(Collected data entries)

= = =

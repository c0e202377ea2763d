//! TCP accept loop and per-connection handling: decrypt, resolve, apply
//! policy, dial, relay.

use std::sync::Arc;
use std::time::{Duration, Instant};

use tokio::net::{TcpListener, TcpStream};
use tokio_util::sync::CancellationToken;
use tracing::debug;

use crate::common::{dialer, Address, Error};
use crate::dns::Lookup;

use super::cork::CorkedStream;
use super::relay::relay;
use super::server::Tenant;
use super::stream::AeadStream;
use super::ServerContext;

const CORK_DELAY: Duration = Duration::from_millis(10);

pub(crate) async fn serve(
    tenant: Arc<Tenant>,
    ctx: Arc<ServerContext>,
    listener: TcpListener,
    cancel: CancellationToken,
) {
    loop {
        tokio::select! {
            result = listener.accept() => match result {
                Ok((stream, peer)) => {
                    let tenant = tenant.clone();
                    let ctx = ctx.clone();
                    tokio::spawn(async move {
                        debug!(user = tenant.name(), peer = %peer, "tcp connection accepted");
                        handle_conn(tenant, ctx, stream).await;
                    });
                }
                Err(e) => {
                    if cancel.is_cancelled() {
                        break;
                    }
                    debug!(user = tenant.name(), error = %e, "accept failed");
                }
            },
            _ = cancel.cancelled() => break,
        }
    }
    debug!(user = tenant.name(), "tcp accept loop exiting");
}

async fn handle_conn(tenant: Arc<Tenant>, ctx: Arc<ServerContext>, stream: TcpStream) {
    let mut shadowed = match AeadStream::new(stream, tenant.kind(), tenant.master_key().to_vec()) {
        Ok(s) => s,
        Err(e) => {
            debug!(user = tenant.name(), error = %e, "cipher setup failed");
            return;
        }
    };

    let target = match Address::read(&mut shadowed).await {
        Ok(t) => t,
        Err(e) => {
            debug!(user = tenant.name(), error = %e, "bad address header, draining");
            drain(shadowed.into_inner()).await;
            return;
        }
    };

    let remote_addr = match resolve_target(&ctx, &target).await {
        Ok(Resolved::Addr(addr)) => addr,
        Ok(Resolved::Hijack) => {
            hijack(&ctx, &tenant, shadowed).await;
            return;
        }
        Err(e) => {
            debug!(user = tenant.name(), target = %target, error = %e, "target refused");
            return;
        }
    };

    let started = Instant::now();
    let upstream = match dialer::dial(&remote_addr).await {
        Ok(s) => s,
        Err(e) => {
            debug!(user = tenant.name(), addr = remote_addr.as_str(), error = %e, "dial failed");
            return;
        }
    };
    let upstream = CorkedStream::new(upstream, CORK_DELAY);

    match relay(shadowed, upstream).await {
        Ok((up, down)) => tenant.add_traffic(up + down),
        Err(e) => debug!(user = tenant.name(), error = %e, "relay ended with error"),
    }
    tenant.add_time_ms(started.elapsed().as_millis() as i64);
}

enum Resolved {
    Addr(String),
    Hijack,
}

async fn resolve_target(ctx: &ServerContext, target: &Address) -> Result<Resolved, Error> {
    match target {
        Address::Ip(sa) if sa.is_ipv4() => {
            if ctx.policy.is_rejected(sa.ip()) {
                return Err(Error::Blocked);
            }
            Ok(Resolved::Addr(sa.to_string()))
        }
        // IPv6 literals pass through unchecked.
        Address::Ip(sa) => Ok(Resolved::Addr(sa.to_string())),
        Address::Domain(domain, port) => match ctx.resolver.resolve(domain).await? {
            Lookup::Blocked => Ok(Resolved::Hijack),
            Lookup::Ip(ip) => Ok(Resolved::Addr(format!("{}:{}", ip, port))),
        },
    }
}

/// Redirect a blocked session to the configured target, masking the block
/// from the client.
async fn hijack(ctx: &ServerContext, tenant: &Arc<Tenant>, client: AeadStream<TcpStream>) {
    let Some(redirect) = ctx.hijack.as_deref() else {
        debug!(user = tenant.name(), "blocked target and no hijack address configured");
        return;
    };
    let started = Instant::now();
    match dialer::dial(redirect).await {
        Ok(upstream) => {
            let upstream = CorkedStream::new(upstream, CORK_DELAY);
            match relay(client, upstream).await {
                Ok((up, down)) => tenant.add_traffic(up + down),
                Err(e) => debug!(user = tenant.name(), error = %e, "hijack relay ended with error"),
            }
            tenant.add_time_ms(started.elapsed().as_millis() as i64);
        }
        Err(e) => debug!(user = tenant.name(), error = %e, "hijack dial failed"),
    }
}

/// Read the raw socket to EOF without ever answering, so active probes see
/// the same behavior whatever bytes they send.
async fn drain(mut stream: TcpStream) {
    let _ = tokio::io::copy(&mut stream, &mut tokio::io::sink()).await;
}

= = =

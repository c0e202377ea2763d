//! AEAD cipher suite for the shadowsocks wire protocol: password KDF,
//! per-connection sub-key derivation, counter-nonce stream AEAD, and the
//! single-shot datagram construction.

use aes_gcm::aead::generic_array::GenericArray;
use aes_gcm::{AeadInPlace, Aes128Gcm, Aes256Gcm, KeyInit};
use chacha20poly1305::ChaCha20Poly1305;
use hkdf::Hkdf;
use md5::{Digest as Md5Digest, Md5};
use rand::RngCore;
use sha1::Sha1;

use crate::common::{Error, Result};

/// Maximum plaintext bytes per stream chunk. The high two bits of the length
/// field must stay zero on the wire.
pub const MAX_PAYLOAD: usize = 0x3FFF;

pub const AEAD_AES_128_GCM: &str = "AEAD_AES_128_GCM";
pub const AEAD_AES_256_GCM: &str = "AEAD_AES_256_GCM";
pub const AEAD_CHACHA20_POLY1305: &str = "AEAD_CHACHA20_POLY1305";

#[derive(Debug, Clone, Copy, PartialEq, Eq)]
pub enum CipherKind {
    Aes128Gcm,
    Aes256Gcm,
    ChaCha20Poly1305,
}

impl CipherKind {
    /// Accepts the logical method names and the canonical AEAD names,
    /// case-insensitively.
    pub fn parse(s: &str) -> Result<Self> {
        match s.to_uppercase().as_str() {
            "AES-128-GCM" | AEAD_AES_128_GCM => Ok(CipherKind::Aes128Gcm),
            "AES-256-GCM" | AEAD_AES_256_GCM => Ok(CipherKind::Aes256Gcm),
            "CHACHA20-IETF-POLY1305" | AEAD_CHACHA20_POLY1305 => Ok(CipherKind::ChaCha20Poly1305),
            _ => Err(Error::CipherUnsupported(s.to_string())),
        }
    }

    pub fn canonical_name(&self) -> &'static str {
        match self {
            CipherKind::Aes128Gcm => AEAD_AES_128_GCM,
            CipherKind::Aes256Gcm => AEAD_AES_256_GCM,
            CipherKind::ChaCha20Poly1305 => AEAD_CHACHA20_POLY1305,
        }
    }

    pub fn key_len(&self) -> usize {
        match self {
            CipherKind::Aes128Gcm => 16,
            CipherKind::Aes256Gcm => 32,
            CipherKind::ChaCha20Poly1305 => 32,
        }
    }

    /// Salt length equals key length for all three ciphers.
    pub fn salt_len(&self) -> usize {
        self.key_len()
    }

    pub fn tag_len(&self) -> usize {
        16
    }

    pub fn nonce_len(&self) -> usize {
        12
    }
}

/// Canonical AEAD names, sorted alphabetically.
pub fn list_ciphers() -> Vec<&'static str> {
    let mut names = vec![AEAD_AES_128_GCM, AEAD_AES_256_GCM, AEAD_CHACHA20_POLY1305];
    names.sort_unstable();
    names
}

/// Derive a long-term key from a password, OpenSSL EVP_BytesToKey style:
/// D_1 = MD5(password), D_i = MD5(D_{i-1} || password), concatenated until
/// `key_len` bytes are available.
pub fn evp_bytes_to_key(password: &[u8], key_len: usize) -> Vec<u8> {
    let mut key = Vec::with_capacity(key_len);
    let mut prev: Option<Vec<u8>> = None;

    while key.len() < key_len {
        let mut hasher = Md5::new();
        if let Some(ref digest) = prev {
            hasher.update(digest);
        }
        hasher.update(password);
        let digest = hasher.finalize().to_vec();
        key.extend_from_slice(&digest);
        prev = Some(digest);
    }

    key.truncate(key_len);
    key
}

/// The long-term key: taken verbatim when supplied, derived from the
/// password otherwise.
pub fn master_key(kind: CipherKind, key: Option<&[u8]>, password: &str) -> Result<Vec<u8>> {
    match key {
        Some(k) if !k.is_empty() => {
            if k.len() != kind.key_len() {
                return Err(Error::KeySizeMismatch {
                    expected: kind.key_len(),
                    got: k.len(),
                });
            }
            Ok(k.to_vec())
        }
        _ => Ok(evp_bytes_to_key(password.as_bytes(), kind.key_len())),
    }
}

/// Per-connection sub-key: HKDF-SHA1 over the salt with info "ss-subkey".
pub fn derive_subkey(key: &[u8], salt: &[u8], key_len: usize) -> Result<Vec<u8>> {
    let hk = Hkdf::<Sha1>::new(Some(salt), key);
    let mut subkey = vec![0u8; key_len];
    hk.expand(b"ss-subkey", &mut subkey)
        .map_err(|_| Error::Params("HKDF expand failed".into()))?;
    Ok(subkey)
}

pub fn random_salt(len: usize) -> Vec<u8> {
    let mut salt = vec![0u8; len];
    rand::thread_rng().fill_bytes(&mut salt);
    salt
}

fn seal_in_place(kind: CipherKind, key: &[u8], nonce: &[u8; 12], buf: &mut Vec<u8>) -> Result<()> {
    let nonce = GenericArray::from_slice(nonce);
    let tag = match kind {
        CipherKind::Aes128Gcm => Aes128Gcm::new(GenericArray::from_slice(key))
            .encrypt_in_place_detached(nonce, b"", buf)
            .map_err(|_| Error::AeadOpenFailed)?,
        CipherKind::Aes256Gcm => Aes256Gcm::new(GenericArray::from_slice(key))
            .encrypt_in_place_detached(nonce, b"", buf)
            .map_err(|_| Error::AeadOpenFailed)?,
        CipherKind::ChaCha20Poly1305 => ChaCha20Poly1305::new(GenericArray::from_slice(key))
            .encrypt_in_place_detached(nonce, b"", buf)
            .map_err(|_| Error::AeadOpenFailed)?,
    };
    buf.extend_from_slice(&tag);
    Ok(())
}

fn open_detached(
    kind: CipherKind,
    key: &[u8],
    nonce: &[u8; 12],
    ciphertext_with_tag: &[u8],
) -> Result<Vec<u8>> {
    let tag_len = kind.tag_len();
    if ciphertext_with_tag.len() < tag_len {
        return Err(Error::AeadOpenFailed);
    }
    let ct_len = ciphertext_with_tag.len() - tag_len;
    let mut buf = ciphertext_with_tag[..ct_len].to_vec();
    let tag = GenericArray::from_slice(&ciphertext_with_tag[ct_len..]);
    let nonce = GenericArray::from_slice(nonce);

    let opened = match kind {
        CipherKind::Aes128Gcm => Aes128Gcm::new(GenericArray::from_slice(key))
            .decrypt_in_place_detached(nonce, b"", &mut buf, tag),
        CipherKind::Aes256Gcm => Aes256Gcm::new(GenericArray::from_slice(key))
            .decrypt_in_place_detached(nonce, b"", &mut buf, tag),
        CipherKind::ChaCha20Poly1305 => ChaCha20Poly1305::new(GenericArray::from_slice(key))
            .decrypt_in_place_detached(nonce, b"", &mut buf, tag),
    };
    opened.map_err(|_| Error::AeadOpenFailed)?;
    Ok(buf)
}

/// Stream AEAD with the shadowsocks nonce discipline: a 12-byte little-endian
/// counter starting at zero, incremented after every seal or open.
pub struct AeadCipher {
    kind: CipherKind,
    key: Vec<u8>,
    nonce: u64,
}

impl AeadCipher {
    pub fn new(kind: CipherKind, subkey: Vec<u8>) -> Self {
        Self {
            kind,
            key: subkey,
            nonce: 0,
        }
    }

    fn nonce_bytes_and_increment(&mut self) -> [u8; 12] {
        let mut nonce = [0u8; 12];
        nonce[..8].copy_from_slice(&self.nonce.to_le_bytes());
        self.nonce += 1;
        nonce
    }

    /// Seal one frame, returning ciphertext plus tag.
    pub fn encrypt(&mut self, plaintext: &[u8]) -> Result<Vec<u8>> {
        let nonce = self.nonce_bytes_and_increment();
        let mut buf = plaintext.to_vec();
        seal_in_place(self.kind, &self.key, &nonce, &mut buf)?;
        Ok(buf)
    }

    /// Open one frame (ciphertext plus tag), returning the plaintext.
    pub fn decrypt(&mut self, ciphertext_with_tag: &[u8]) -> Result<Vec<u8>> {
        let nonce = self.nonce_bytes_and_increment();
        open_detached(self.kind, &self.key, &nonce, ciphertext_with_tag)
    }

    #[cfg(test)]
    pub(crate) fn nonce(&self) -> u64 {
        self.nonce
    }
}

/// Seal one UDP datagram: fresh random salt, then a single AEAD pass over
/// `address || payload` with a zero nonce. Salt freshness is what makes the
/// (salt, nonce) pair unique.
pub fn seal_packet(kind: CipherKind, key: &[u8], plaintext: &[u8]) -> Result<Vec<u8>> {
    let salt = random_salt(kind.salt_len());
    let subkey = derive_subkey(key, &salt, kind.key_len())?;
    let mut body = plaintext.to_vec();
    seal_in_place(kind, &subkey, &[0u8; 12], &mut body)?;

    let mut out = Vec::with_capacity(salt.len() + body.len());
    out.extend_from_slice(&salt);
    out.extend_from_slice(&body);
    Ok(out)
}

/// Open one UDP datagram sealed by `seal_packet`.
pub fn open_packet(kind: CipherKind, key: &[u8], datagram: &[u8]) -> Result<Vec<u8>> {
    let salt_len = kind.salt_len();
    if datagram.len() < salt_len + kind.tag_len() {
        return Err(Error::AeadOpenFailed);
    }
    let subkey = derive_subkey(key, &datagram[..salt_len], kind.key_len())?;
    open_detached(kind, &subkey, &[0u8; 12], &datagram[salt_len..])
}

= = =

→ Goal of the exercise
Please find, in the entries above, every line where "CancellationToken" occurs, and copy it.

→ Task result
use tokio_util::sync::CancellationToken;
    cancel: CancellationToken,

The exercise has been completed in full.